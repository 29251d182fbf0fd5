//! `SQLite` implementation of [`ServiceRequestRepository`].

use std::future::Future;
use std::str::FromStr;

use chrono::DateTime;
use sqlx::query::Query;
use sqlx::sqlite::{SqliteArguments, SqliteRow};
use sqlx::{FromRow, Row, Sqlite, SqlitePool};

use tripdesk_app::ports::ServiceRequestRepository;
use tripdesk_domain::error::{NotFoundError, TripDeskError};
use tripdesk_domain::id::{CompanyId, DriverId, MunicipalityId, ServiceRequestId, VehicleId};
use tripdesk_domain::lifecycle::ServiceStatus;
use tripdesk_domain::place::Coordinates;
use tripdesk_domain::service_request::{ServiceRequest, ServiceType};
use tripdesk_domain::time::ZonedTimestamp;

use crate::error::StorageError;

fn decode_error<E>(err: E) -> sqlx::Error
where
    E: std::error::Error + Send + Sync + 'static,
{
    sqlx::Error::Decode(Box::new(err))
}

fn parse_timestamp(value: Option<String>) -> Result<Option<ZonedTimestamp>, sqlx::Error> {
    value
        .map(|s| DateTime::parse_from_rfc3339(&s).map_err(decode_error))
        .transpose()
}

fn coordinates(lat: Option<f64>, lng: Option<f64>) -> Option<Coordinates> {
    match (lat, lng) {
        (Some(lat), Some(lng)) => Some(Coordinates { lat, lng }),
        _ => None,
    }
}

/// Wrapper for converting database rows into domain [`ServiceRequest`].
struct Wrapper(ServiceRequest);

impl Wrapper {
    fn maybe(value: Option<Self>) -> Option<ServiceRequest> {
        value.map(|w| w.0)
    }
}

impl<'r> FromRow<'r, SqliteRow> for Wrapper {
    fn from_row(row: &'r SqliteRow) -> Result<Self, sqlx::Error> {
        let id: String = row.try_get("id")?;
        let client_id: Option<String> = row.try_get("client_id")?;
        let driver_id: Option<String> = row.try_get("driver_id")?;
        let vehicle_id: Option<String> = row.try_get("vehicle_id")?;
        let origin_municipality_id: Option<String> = row.try_get("origin_municipality_id")?;
        let destination_municipality_id: Option<String> =
            row.try_get("destination_municipality_id")?;
        let origin_lat: Option<f64> = row.try_get("origin_lat")?;
        let origin_lng: Option<f64> = row.try_get("origin_lng")?;
        let destination_lat: Option<f64> = row.try_get("destination_lat")?;
        let destination_lng: Option<f64> = row.try_get("destination_lng")?;
        let requested_at: Option<String> = row.try_get("requested_at")?;
        let scheduled_for: Option<String> = row.try_get("scheduled_for")?;
        let service_type: Option<String> = row.try_get("service_type")?;
        let status: String = row.try_get("status")?;

        let id = ServiceRequestId::from_str(&id).map_err(decode_error)?;
        let service_type = service_type
            .map(|s| ServiceType::from_str(&s))
            .transpose()
            .map_err(decode_error)?;
        let status = ServiceStatus::from_str(&status).map_err(decode_error)?;

        Ok(Self(ServiceRequest {
            id: Some(id),
            client_id: client_id.map(CompanyId::from),
            driver_id: driver_id.map(DriverId::from),
            vehicle_id: vehicle_id.map(VehicleId::from),
            origin_municipality_id: origin_municipality_id.map(MunicipalityId::from),
            destination_municipality_id: destination_municipality_id.map(MunicipalityId::from),
            origin_address: row.try_get("origin_address")?,
            destination_address: row.try_get("destination_address")?,
            origin_coords: coordinates(origin_lat, origin_lng),
            destination_coords: coordinates(destination_lat, destination_lng),
            requested_at: parse_timestamp(requested_at)?,
            scheduled_for: parse_timestamp(scheduled_for)?,
            service_type,
            status,
            notes: row.try_get("notes")?,
            input_issues: Vec::new(),
        }))
    }
}

const INSERT: &str = "INSERT INTO service_requests (\
    client_id, driver_id, vehicle_id, origin_municipality_id, destination_municipality_id, \
    origin_address, destination_address, origin_lat, origin_lng, destination_lat, destination_lng, \
    requested_at, scheduled_for, service_type, status, notes, id\
    ) VALUES (?, ?, ?, ?, ?, ?, ?, ?, ?, ?, ?, ?, ?, ?, ?, ?, ?)";
const UPDATE: &str = "UPDATE service_requests SET \
    client_id = ?, driver_id = ?, vehicle_id = ?, origin_municipality_id = ?, \
    destination_municipality_id = ?, origin_address = ?, destination_address = ?, \
    origin_lat = ?, origin_lng = ?, destination_lat = ?, destination_lng = ?, \
    requested_at = ?, scheduled_for = ?, service_type = ?, status = ?, notes = ? \
    WHERE id = ?";
const UPDATE_STATUS: &str = "UPDATE service_requests SET status = ? WHERE id = ?";
const SELECT_BY_ID: &str = "SELECT * FROM service_requests WHERE id = ?";
const SELECT_ALL: &str = "SELECT * FROM service_requests ORDER BY created_at, rowid";

/// Bind every column except `id`, in the order shared by [`INSERT`] and [`UPDATE`].
fn bind_fields<'q>(
    query: Query<'q, Sqlite, SqliteArguments<'q>>,
    request: &'q ServiceRequest,
) -> Query<'q, Sqlite, SqliteArguments<'q>> {
    query
        .bind(request.client_id.as_ref().map(CompanyId::as_str))
        .bind(request.driver_id.as_ref().map(DriverId::as_str))
        .bind(request.vehicle_id.as_ref().map(VehicleId::as_str))
        .bind(
            request
                .origin_municipality_id
                .as_ref()
                .map(MunicipalityId::as_str),
        )
        .bind(
            request
                .destination_municipality_id
                .as_ref()
                .map(MunicipalityId::as_str),
        )
        .bind(request.origin_address.as_str())
        .bind(request.destination_address.as_str())
        .bind(request.origin_coords.map(|c| c.lat))
        .bind(request.origin_coords.map(|c| c.lng))
        .bind(request.destination_coords.map(|c| c.lat))
        .bind(request.destination_coords.map(|c| c.lng))
        .bind(request.requested_at.map(|ts| ts.to_rfc3339()))
        .bind(request.scheduled_for.map(|ts| ts.to_rfc3339()))
        .bind(request.service_type.map(ServiceType::as_str))
        .bind(request.status.as_str())
        .bind(request.notes.as_deref())
}

fn not_found(id: ServiceRequestId) -> TripDeskError {
    NotFoundError {
        entity: "ServiceRequest",
        id: id.to_string(),
    }
    .into()
}

/// `SQLite`-backed service request repository.
pub struct SqliteServiceRequestRepository {
    pool: SqlitePool,
}

impl SqliteServiceRequestRepository {
    /// Create a new repository using the given connection pool.
    #[must_use]
    pub fn new(pool: SqlitePool) -> Self {
        Self { pool }
    }
}

impl ServiceRequestRepository for SqliteServiceRequestRepository {
    fn create(
        &self,
        request: ServiceRequest,
    ) -> impl Future<Output = Result<ServiceRequestId, TripDeskError>> + Send {
        let pool = self.pool.clone();
        async move {
            let id = ServiceRequestId::new();
            bind_fields(sqlx::query(INSERT), &request)
                .bind(id.to_string())
                .execute(&pool)
                .await
                .map_err(StorageError::from)?;

            Ok(id)
        }
    }

    fn update(
        &self,
        id: ServiceRequestId,
        request: ServiceRequest,
    ) -> impl Future<Output = Result<(), TripDeskError>> + Send {
        let pool = self.pool.clone();
        async move {
            let result = bind_fields(sqlx::query(UPDATE), &request)
                .bind(id.to_string())
                .execute(&pool)
                .await
                .map_err(StorageError::from)?;

            if result.rows_affected() == 0 {
                return Err(not_found(id));
            }
            Ok(())
        }
    }

    fn update_state(
        &self,
        id: ServiceRequestId,
        status: ServiceStatus,
    ) -> impl Future<Output = Result<(), TripDeskError>> + Send {
        let pool = self.pool.clone();
        async move {
            let result = sqlx::query(UPDATE_STATUS)
                .bind(status.as_str())
                .bind(id.to_string())
                .execute(&pool)
                .await
                .map_err(StorageError::from)?;

            if result.rows_affected() == 0 {
                return Err(not_found(id));
            }
            Ok(())
        }
    }

    fn get_by_id(
        &self,
        id: ServiceRequestId,
    ) -> impl Future<Output = Result<Option<ServiceRequest>, TripDeskError>> + Send {
        let pool = self.pool.clone();
        async move {
            let row: Option<Wrapper> = sqlx::query_as(SELECT_BY_ID)
                .bind(id.to_string())
                .fetch_optional(&pool)
                .await
                .map_err(StorageError::from)?;

            Ok(Wrapper::maybe(row))
        }
    }

    fn get_all(&self) -> impl Future<Output = Result<Vec<ServiceRequest>, TripDeskError>> + Send {
        let pool = self.pool.clone();
        async move {
            let rows: Vec<Wrapper> = sqlx::query_as(SELECT_ALL)
                .fetch_all(&pool)
                .await
                .map_err(StorageError::from)?;

            Ok(rows.into_iter().map(|w| w.0).collect())
        }
    }
}

#[cfg(test)]
mod tests {
    use super::*;
    use crate::pool::Config;
    use tripdesk_domain::time::parse_rfc3339;

    async fn setup() -> SqliteServiceRequestRepository {
        let db = Config::new("sqlite::memory:").build().await.unwrap();
        SqliteServiceRequestRepository::new(db.pool().clone())
    }

    fn test_request() -> ServiceRequest {
        ServiceRequest::builder()
            .client_id("900123456")
            .driver_id("d-7")
            .requested_at(parse_rfc3339("2024-05-10T08:00:00-05:00").unwrap())
            .scheduled_for(parse_rfc3339("2024-05-11T06:30:00-05:00").unwrap())
            .origin("05001", "Calle 10 # 43-20")
            .origin_coords(Coordinates {
                lat: 6.2088,
                lng: -75.5672,
            })
            .destination("05360", "Planta Itagüí, bodega 4")
            .service_type(ServiceType::Personnel)
            .build()
            .unwrap()
    }

    #[tokio::test]
    async fn should_create_and_retrieve_request_when_valid() {
        let repo = setup().await;
        let request = test_request();

        let id = repo.create(request.clone()).await.unwrap();

        let fetched = repo.get_by_id(id).await.unwrap().unwrap();
        assert_eq!(fetched.id, Some(id));
        assert_eq!(ServiceRequest { id: None, ..fetched }, request);
    }

    #[tokio::test]
    async fn should_preserve_utc_offset_through_roundtrip() {
        let repo = setup().await;
        let id = repo.create(test_request()).await.unwrap();

        let fetched = repo.get_by_id(id).await.unwrap().unwrap();
        let requested_at = fetched.requested_at.unwrap();
        assert_eq!(requested_at.offset().local_minus_utc(), -5 * 3600);
        assert_eq!(requested_at.to_rfc3339(), "2024-05-10T08:00:00-05:00");
    }

    #[tokio::test]
    async fn should_distinguish_empty_key_from_absent_key() {
        let repo = setup().await;
        let mut request = test_request();
        request.vehicle_id = Some(VehicleId::new(""));
        request.driver_id = None;

        let id = repo.create(request).await.unwrap();

        let fetched = repo.get_by_id(id).await.unwrap().unwrap();
        assert_eq!(fetched.vehicle_id, Some(VehicleId::new("")));
        assert_eq!(fetched.driver_id, None);
        assert!(fetched.destination_coords.is_none());
    }

    #[tokio::test]
    async fn should_return_none_when_request_not_found() {
        let repo = setup().await;
        let result = repo.get_by_id(ServiceRequestId::new()).await.unwrap();
        assert!(result.is_none());
    }

    #[tokio::test]
    async fn should_list_all_requests_in_creation_order() {
        let repo = setup().await;
        let first = repo.create(test_request()).await.unwrap();
        let second = repo.create(test_request()).await.unwrap();

        let all = repo.get_all().await.unwrap();
        let ids: Vec<_> = all.iter().filter_map(|r| r.id).collect();
        assert_eq!(ids, vec![first, second]);
    }

    #[tokio::test]
    async fn should_update_request_when_exists() {
        let repo = setup().await;
        let id = repo.create(test_request()).await.unwrap();

        let mut changed = repo.get_by_id(id).await.unwrap().unwrap();
        changed.notes = Some("Portería norte".to_string());
        changed.status = ServiceStatus::Planned;
        changed.origin_coords = None;
        repo.update(id, changed.clone()).await.unwrap();

        let fetched = repo.get_by_id(id).await.unwrap().unwrap();
        assert_eq!(fetched, changed);
    }

    #[tokio::test]
    async fn should_return_not_found_when_updating_missing_request() {
        let repo = setup().await;
        let result = repo.update(ServiceRequestId::new(), test_request()).await;
        assert!(matches!(result, Err(TripDeskError::NotFound(_))));
    }

    #[tokio::test]
    async fn should_only_change_status_when_updating_state() {
        let repo = setup().await;
        let id = repo.create(test_request()).await.unwrap();
        let before = repo.get_by_id(id).await.unwrap().unwrap();

        repo.update_state(id, ServiceStatus::Cancelled).await.unwrap();

        let fetched = repo.get_by_id(id).await.unwrap().unwrap();
        assert_eq!(fetched.status, ServiceStatus::Cancelled);
        assert_eq!(
            ServiceRequest {
                status: before.status,
                ..fetched
            },
            before
        );
    }

    #[tokio::test]
    async fn should_return_not_found_when_updating_state_of_missing_request() {
        let repo = setup().await;
        let result = repo
            .update_state(ServiceRequestId::new(), ServiceStatus::Cancelled)
            .await;
        assert!(matches!(result, Err(TripDeskError::NotFound(_))));
    }
}
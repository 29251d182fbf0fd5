//! # tripdesk-app
//!
//! Application layer — use-cases and **port definitions** (traits).
//!
//! ## Responsibilities
//! - Define **port traits** that adapters must implement (driven/outbound ports):
//!   - `ServiceRequestRepository` — create, update, status update, lookups
//!   - `ReferenceCatalogs` — companies, drivers, vehicles, municipalities
//!   - `AddressResolver` — address suggestions and geocoded selection
//! - Define **driving/inbound ports** as use-case structs:
//!   - `SubmissionCoordinator` — validate, check lifecycle, persist, reset
//!   - `CatalogService` — lookups and labelled summaries
//!   - `AddressAutocomplete` — debounced, cancellable suggestion fetches
//! - Orchestrate domain objects without knowing *how* persistence or IO works
//!
//! ## Dependency rule
//! Depends on `tripdesk-domain` only (plus `tokio` for timers).
//! Never imports adapter crates. Adapters depend on *this* crate, not the reverse.

pub mod ports;
pub mod services;
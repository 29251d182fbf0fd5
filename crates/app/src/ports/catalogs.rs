//! Reference catalog port — read-only tables loaded before the wizard opens.

use tripdesk_domain::catalog::{Company, Driver, Municipality, Vehicle};

/// Read-only access to the reference tables.
///
/// Tables are finite and already in memory, so access is synchronous.
pub trait ReferenceCatalogs {
    fn companies(&self) -> &[Company];

    fn drivers(&self) -> &[Driver];

    fn vehicles(&self) -> &[Vehicle];

    fn municipalities(&self) -> &[Municipality];
}
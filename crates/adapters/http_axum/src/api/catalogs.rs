//! JSON handlers for the reference catalogs.

use axum::Json;
use axum::extract::State;

use tripdesk_app::ports::{ReferenceCatalogs, ServiceRequestRepository};
use tripdesk_domain::catalog::{Company, Driver, Municipality, Vehicle};

use crate::state::AppState;

/// `GET /api/catalogs/companies`
pub async fn companies<R, C>(State(state): State<AppState<R, C>>) -> Json<Vec<Company>>
where
    R: ServiceRequestRepository + Send + Sync + 'static,
    C: ReferenceCatalogs + Send + Sync + 'static,
{
    Json(state.catalogs.companies().to_vec())
}

/// `GET /api/catalogs/drivers`
pub async fn drivers<R, C>(State(state): State<AppState<R, C>>) -> Json<Vec<Driver>>
where
    R: ServiceRequestRepository + Send + Sync + 'static,
    C: ReferenceCatalogs + Send + Sync + 'static,
{
    Json(state.catalogs.drivers().to_vec())
}

/// `GET /api/catalogs/vehicles`
pub async fn vehicles<R, C>(State(state): State<AppState<R, C>>) -> Json<Vec<Vehicle>>
where
    R: ServiceRequestRepository + Send + Sync + 'static,
    C: ReferenceCatalogs + Send + Sync + 'static,
{
    Json(state.catalogs.vehicles().to_vec())
}

/// `GET /api/catalogs/municipalities`
pub async fn municipalities<R, C>(State(state): State<AppState<R, C>>) -> Json<Vec<Municipality>>
where
    R: ServiceRequestRepository + Send + Sync + 'static,
    C: ReferenceCatalogs + Send + Sync + 'static,
{
    Json(state.catalogs.municipalities().to_vec())
}
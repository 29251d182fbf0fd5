//! Service type — what a trip carries.

use std::fmt;
use std::str::FromStr;

use serde::{Deserialize, Serialize};

use crate::error::ValidationError;

/// Purpose of a trip (`tipoServicio`).
#[derive(Debug, Clone, Copy, PartialEq, Eq, Hash, Serialize, Deserialize)]
pub enum ServiceType {
    /// Transport of people.
    #[serde(rename = "personal")]
    Personnel,
    /// Transport of tools and equipment.
    #[serde(rename = "herramienta")]
    Tooling,
    /// Transport of a vehicle.
    #[serde(rename = "vehiculo")]
    Vehicle,
}

impl ServiceType {
    /// Every service type.
    pub const ALL: [Self; 3] = [Self::Personnel, Self::Tooling, Self::Vehicle];

    /// Wire spelling of the service type.
    #[must_use]
    pub fn as_str(self) -> &'static str {
        match self {
            Self::Personnel => "personal",
            Self::Tooling => "herramienta",
            Self::Vehicle => "vehiculo",
        }
    }
}

impl fmt::Display for ServiceType {
    fn fmt(&self, f: &mut fmt::Formatter<'_>) -> fmt::Result {
        f.write_str(self.as_str())
    }
}

impl FromStr for ServiceType {
    type Err = ValidationError;

    fn from_str(s: &str) -> Result<Self, Self::Err> {
        Self::ALL
            .into_iter()
            .find(|kind| kind.as_str() == s)
            .ok_or_else(|| ValidationError::UnknownServiceType(s.to_string()))
    }
}
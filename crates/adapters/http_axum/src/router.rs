//! Axum router assembly.

use axum::Router;
use axum::routing::get;
use tower_http::trace::TraceLayer;

use tripdesk_app::ports::{ReferenceCatalogs, ServiceRequestRepository};

use crate::state::AppState;

/// Build the top-level axum [`Router`].
///
/// Nests API routes under `/api`. Includes a [`TraceLayer`] that logs each
/// HTTP request/response at the `DEBUG` level using the `tracing` ecosystem.
pub fn build<R, C>(state: AppState<R, C>) -> Router
where
    R: ServiceRequestRepository + Send + Sync + 'static,
    C: ReferenceCatalogs + Send + Sync + 'static,
{
    Router::new()
        .route("/health", get(health_check))
        .nest("/api", crate::api::routes())
        .layer(TraceLayer::new_for_http())
        .with_state(state)
}

async fn health_check() -> &'static str {
    "OK"
}
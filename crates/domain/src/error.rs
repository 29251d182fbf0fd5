//! Common error types used across the workspace.
//!
//! Each failure class has its own typed error; [`TripDeskError`] gathers them
//! with `#[from]` conversions so every layer can propagate with `?`. Adapters
//! define their own errors and convert into [`TripDeskError::Persistence`].

use std::fmt;

use crate::lifecycle::ServiceStatus;
use crate::wizard::StepRejection;

/// Top-level error for every tripdesk operation.
#[derive(Debug, thiserror::Error)]
pub enum TripDeskError {
    /// A field or a wizard step failed validation.
    #[error(transparent)]
    Validation(#[from] ValidationError),

    /// The requested status change is not in the lifecycle table.
    #[error(transparent)]
    InvalidTransition(#[from] InvalidTransitionError),

    /// A write was attempted against a terminal record.
    #[error(transparent)]
    ReadOnlyState(#[from] ReadOnlyStateError),

    /// A referenced record does not exist.
    #[error(transparent)]
    NotFound(#[from] NotFoundError),

    /// The persistence boundary failed; the source is kept for diagnostics.
    #[error("persistence failed: {0}")]
    Persistence(#[source] Box<dyn std::error::Error + Send + Sync>),
}

/// Validation failures, surfaced inline and recoverable by the user.
#[derive(Debug, Clone, PartialEq, Eq, thiserror::Error)]
pub enum ValidationError {
    /// A wizard step gate rejected the draft.
    #[error(transparent)]
    StepRejected(#[from] StepRejection),

    /// Text that does not name a lifecycle status.
    #[error("unknown service status `{0}`")]
    UnknownStatus(String),

    /// Text that does not name a service type.
    #[error("unknown service type `{0}`")]
    UnknownServiceType(String),

    /// Text that does not parse as a service request id.
    #[error("invalid service request id `{0}`")]
    InvalidId(String),

    /// The operation needs a persisted record but the draft has no id.
    #[error("service request has not been persisted yet")]
    NotPersisted,
}

/// A status change outside the lifecycle table.
///
/// `from` is `None` when the request is being created.
#[derive(Debug, Clone, Copy, PartialEq, Eq)]
pub struct InvalidTransitionError {
    pub from: Option<ServiceStatus>,
    pub to: ServiceStatus,
}

impl fmt::Display for InvalidTransitionError {
    fn fmt(&self, f: &mut fmt::Formatter<'_>) -> fmt::Result {
        match self.from {
            Some(from) => write!(f, "cannot move service request from `{from}` to `{}`", self.to),
            None => write!(f, "cannot create a service request in `{}`", self.to),
        }
    }
}

impl std::error::Error for InvalidTransitionError {}

/// Write attempted against a record in a terminal status.
#[derive(Debug, Clone, Copy, PartialEq, Eq, thiserror::Error)]
#[error("service request is `{status}` and can no longer be modified")]
pub struct ReadOnlyStateError {
    pub status: ServiceStatus,
}

/// Lookup of a record that does not exist.
#[derive(Debug, Clone, PartialEq, Eq, thiserror::Error)]
#[error("{entity} `{id}` not found")]
pub struct NotFoundError {
    pub entity: &'static str,
    pub id: String,
}

#[cfg(test)]
mod tests {
    use super::*;

    #[test]
    fn should_describe_transition_between_states() {
        let err = InvalidTransitionError {
            from: Some(ServiceStatus::Completed),
            to: ServiceStatus::Requested,
        };
        assert_eq!(
            err.to_string(),
            "cannot move service request from `realizado` to `solicitado`"
        );
    }

    #[test]
    fn should_describe_creation_in_forbidden_state() {
        let err = InvalidTransitionError {
            from: None,
            to: ServiceStatus::InProgress,
        };
        assert_eq!(
            err.to_string(),
            "cannot create a service request in `en curso`"
        );
    }

    #[test]
    fn should_convert_typed_errors_into_top_level_error() {
        let err: TripDeskError = ReadOnlyStateError {
            status: ServiceStatus::Cancelled,
        }
        .into();
        assert!(matches!(err, TripDeskError::ReadOnlyState(_)));

        let err: TripDeskError = ValidationError::NotPersisted.into();
        assert!(matches!(
            err,
            TripDeskError::Validation(ValidationError::NotPersisted)
        ));
    }

    #[test]
    fn should_preserve_persistence_message() {
        let source = std::io::Error::other("disk full");
        let err = TripDeskError::Persistence(Box::new(source));
        assert_eq!(err.to_string(), "persistence failed: disk full");
        assert!(std::error::Error::source(&err).is_some());
    }

    #[test]
    fn should_name_entity_in_not_found_message() {
        let err = NotFoundError {
            entity: "ServiceRequest",
            id: "abc".to_string(),
        };
        assert_eq!(err.to_string(), "ServiceRequest `abc` not found");
    }
}
//! # tripdesk-adapter-storage-sqlite-sqlx
//!
//! `SQLite` persistence adapter using [sqlx](https://docs.rs/sqlx).
//!
//! ## Responsibilities
//! - Implement [`ServiceRequestRepository`](tripdesk_app::ports::ServiceRequestRepository)
//! - Manage `SQLite` connection pool lifecycle
//! - Run database migrations (using sqlx embedded migrations)
//! - Map between domain types and database rows
//!
//! ## Dependency rule
//! Depends on `tripdesk-app` (for port traits) and `tripdesk-domain` (for domain types).
//! The `app` and `domain` crates must never reference this adapter.

mod error;
mod pool;
mod service_request_repo;

pub use error::StorageError;
pub use pool::{Config, Database};
pub use service_request_repo::SqliteServiceRequestRepository;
□ □ □ □ □
DIRECTIONS:
Write out again, exactly, the line containing "connection pool lifecycle" and every later line of the records. Omit the rest.

RESPONSE TO THE TASK:
//! - Manage `SQLite` connection pool lifecycle
//! - Run database migrations (using sqlx embedded migrations)
//! - Map between domain types and database rows
//!
//! ## Dependency rule
//! Depends on `tripdesk-app` (for port traits) and `tripdesk-domain` (for domain types).
//! The `app` and `domain` crates must never reference this adapter.

mod error;
mod pool;
mod service_request_repo;

pub use error::StorageError;
pub use pool::{Config, Database};
pub use service_request_repo::SqliteServiceRequestRepository;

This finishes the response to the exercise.